Entries taken from a collection:
━━━━━━━━━━━━━━━━
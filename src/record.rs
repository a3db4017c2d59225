//! Gif records and the form data used to create or edit them.

use std::fmt;

use serde::{Deserialize, Serialize};

/// Backend-assigned identifier of a gif record.
#[derive(Clone, Debug, PartialEq, Eq, Hash, Serialize, Deserialize)]
#[serde(transparent)]
pub struct GifId(String);

impl GifId {
    pub fn new(id: impl Into<String>) -> Self {
        Self(id.into())
    }

    pub fn as_str(&self) -> &str {
        &self.0
    }
}

impl fmt::Display for GifId {
    fn fmt(&self, f: &mut fmt::Formatter<'_>) -> fmt::Result {
        f.write_str(&self.0)
    }
}

/// A persisted gif as returned by the backend.
#[derive(Clone, Debug, PartialEq, Eq, Serialize, Deserialize)]
#[serde(rename_all = "camelCase")]
pub struct Gif {
    pub id: GifId,
    pub alt_text: String,
    pub url: String,
    #[serde(default, skip_serializing_if = "Option::is_none")]
    pub created_at: Option<String>,
    #[serde(default, skip_serializing_if = "Option::is_none")]
    pub updated_at: Option<String>,
}

/// Input for the create mutation.
#[derive(Clone, Debug, PartialEq, Eq, Serialize)]
#[serde(rename_all = "camelCase")]
pub struct NewGif {
    pub alt_text: String,
    pub url: String,
}

/// Input for the update mutation.
#[derive(Clone, Debug, PartialEq, Eq, Serialize)]
#[serde(rename_all = "camelCase")]
pub struct GifUpdate {
    pub id: GifId,
    pub alt_text: String,
    pub url: String,
}

/// The two editable fields shared by the create and edit forms.
#[derive(Clone, Debug, Default, PartialEq, Eq)]
pub struct GifForm {
    pub alt_text: String,
    pub url: String,
}

impl GifForm {
    /// Blank both fields.
    pub fn reset(&mut self) {
        self.alt_text.clear();
        self.url.clear();
    }

    pub fn to_new_gif(&self) -> NewGif {
        NewGif {
            alt_text: self.alt_text.clone(),
            url: self.url.clone(),
        }
    }

    pub fn to_update(&self, id: GifId) -> GifUpdate {
        GifUpdate {
            id,
            alt_text: self.alt_text.clone(),
            url: self.url.clone(),
        }
    }
}

impl From<&Gif> for GifForm {
    fn from(gif: &Gif) -> Self {
        Self {
            alt_text: gif.alt_text.clone(),
            url: gif.url.clone(),
        }
    }
}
━━━━━━━━━━━━━━━━
__TASK REQUIREMENTS__.
Which lines of the records above hold the word "Deserialize"? Copy each of them.

__ANSWER TO THIS PROBLEM__.
use serde::{Deserialize, Serialize};
#[derive(Clone, Debug, PartialEq, Eq, Hash, Serialize, Deserialize)]
#[derive(Clone, Debug, PartialEq, Eq, Serialize, Deserialize)]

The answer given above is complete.